◆ What the exercise asks
Because the lines must stay identical, write out the data without changing anything.
[Data to examine]
//! Event adapter binding the runtime's event stream to one policy

use crate::openflow::packet_in::PacketIn;
use crate::openflow::DatapathId;
use crate::runtime::SwitchConnection;
use crate::telemetry::MetricsRegistry;
use std::collections::HashMap;
use std::sync::Arc;
use tracing::{debug, warn};

/// Typed interface a policy implements
///
/// Handlers run on the dispatch task, one event at a time. They must
/// complete promptly and never block; everything behind them waits.
pub trait SwitchEvents {
    /// A switch finished its handshake
    fn on_connection_up(&mut self, conn: &SwitchConnection);
    /// A packet missed the switch's flow table
    fn on_packet_in(&mut self, conn: &SwitchConnection, pkt: &PacketIn<'_>);
    /// A switch connection was torn down
    fn on_connection_down(&mut self, datapath: DatapathId);
}

/// Per-connection bookkeeping around one policy
///
/// Tracks the live session for each attached datapath. A repeated
/// connection-up on the same session is ignored; a connection-up on a
/// fresh session for a known datapath means the switch reconnected
/// while its stale session lingered, and the new session supersedes it
/// (the policy sees a down for the old, then an up for the new). A
/// connection-down only evicts when it refers to the session currently
/// on record, so a stale session's teardown cannot tear down its
/// replacement. Packet-ins are forwarded regardless of the
/// bookkeeping; the runtime only reads them off live sessions.
pub struct EventAdapter<P> {
    policy: P,
    connected: HashMap<DatapathId, SwitchConnection>,
    metrics: Arc<MetricsRegistry>,
}

impl<P: SwitchEvents> EventAdapter<P> {
    pub fn new(policy: P, metrics: Arc<MetricsRegistry>) -> Self {
        Self {
            policy,
            connected: HashMap::new(),
            metrics,
        }
    }

    pub fn connection_up(&mut self, conn: &SwitchConnection) {
        if let Some(current) = self.connected.get(&conn.datapath()) {
            if current.same_session(conn) {
                warn!(
                    "duplicate connection-up for switch {}, ignored",
                    conn.datapath()
                );
                return;
            }
            warn!(
                "switch {} reconnected from {}, superseding its stale session",
                conn.datapath(),
                conn.peer()
            );
            self.policy.on_connection_down(conn.datapath());
        }
        self.connected.insert(conn.datapath(), conn.clone());
        self.metrics.set_active_switches(self.connected.len());
        self.policy.on_connection_up(conn);
    }

    pub fn packet_in(&mut self, conn: &SwitchConnection, pkt: &PacketIn<'_>) {
        if !self.connected.contains_key(&conn.datapath()) {
            debug!(
                "packet-in from switch {} before connection-up",
                conn.datapath()
            );
        }
        self.policy.on_packet_in(conn, pkt);
    }

    pub fn connection_down(&mut self, conn: &SwitchConnection) {
        match self.connected.get(&conn.datapath()) {
            Some(current) if current.same_session(conn) => {
                self.connected.remove(&conn.datapath());
                self.metrics.set_active_switches(self.connected.len());
                self.policy.on_connection_down(conn.datapath());
            }
            Some(_) => debug!(
                "stale connection-down for switch {}, already superseded",
                conn.datapath()
            ),
            None => warn!("connection-down for unknown switch {}", conn.datapath()),
        }
    }

    pub fn connected_count(&self) -> usize {
        self.connected.len()
    }

    #[cfg(test)]
    fn policy(&self) -> &P {
        &self.policy
    }
}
[/Data to examine]
◆ Result for this task
//! Event adapter binding the runtime's event stream to one policy

use crate::openflow::packet_in::PacketIn;
use crate::openflow::DatapathId;
use crate::runtime::SwitchConnection;
use crate::telemetry::MetricsRegistry;
use std::collections::HashMap;
use std::sync::Arc;
use tracing::{debug, warn};

/// Typed interface a policy implements
///
/// Handlers run on the dispatch task, one event at a time. They must
/// complete promptly and never block; everything behind them waits.
pub trait SwitchEvents {
    /// A switch finished its handshake
    fn on_connection_up(&mut self, conn: &SwitchConnection);
    /// A packet missed the switch's flow table
    fn on_packet_in(&mut self, conn: &SwitchConnection, pkt: &PacketIn<'_>);
    /// A switch connection was torn down
    fn on_connection_down(&mut self, datapath: DatapathId);
}

/// Per-connection bookkeeping around one policy
///
/// Tracks the live session for each attached datapath. A repeated
/// connection-up on the same session is ignored; a connection-up on a
/// fresh session for a known datapath means the switch reconnected
/// while its stale session lingered, and the new session supersedes it
/// (the policy sees a down for the old, then an up for the new). A
/// connection-down only evicts when it refers to the session currently
/// on record, so a stale session's teardown cannot tear down its
/// replacement. Packet-ins are forwarded regardless of the
/// bookkeeping; the runtime only reads them off live sessions.
pub struct EventAdapter<P> {
    policy: P,
    connected: HashMap<DatapathId, SwitchConnection>,
    metrics: Arc<MetricsRegistry>,
}

impl<P: SwitchEvents> EventAdapter<P> {
    pub fn new(policy: P, metrics: Arc<MetricsRegistry>) -> Self {
        Self {
            policy,
            connected: HashMap::new(),
            metrics,
        }
    }

    pub fn connection_up(&mut self, conn: &SwitchConnection) {
        if let Some(current) = self.connected.get(&conn.datapath()) {
            if current.same_session(conn) {
                warn!(
                    "duplicate connection-up for switch {}, ignored",
                    conn.datapath()
                );
                return;
            }
            warn!(
                "switch {} reconnected from {}, superseding its stale session",
                conn.datapath(),
                conn.peer()
            );
            self.policy.on_connection_down(conn.datapath());
        }
        self.connected.insert(conn.datapath(), conn.clone());
        self.metrics.set_active_switches(self.connected.len());
        self.policy.on_connection_up(conn);
    }

    pub fn packet_in(&mut self, conn: &SwitchConnection, pkt: &PacketIn<'_>) {
        if !self.connected.contains_key(&conn.datapath()) {
            debug!(
                "packet-in from switch {} before connection-up",
                conn.datapath()
            );
        }
        self.policy.on_packet_in(conn, pkt);
    }

    pub fn connection_down(&mut self, conn: &SwitchConnection) {
        match self.connected.get(&conn.datapath()) {
            Some(current) if current.same_session(conn) => {
                self.connected.remove(&conn.datapath());
                self.metrics.set_active_switches(self.connected.len());
                self.policy.on_connection_down(conn.datapath());
            }
            Some(_) => debug!(
                "stale connection-down for switch {}, already superseded",
                conn.datapath()
            ),
            None => warn!("connection-down for unknown switch {}", conn.datapath()),
        }
    }

    pub fn connected_count(&self) -> usize {
        self.connected.len()
    }

    #[cfg(test)]
    fn policy(&self) -> &P {
        &self.policy
    }
}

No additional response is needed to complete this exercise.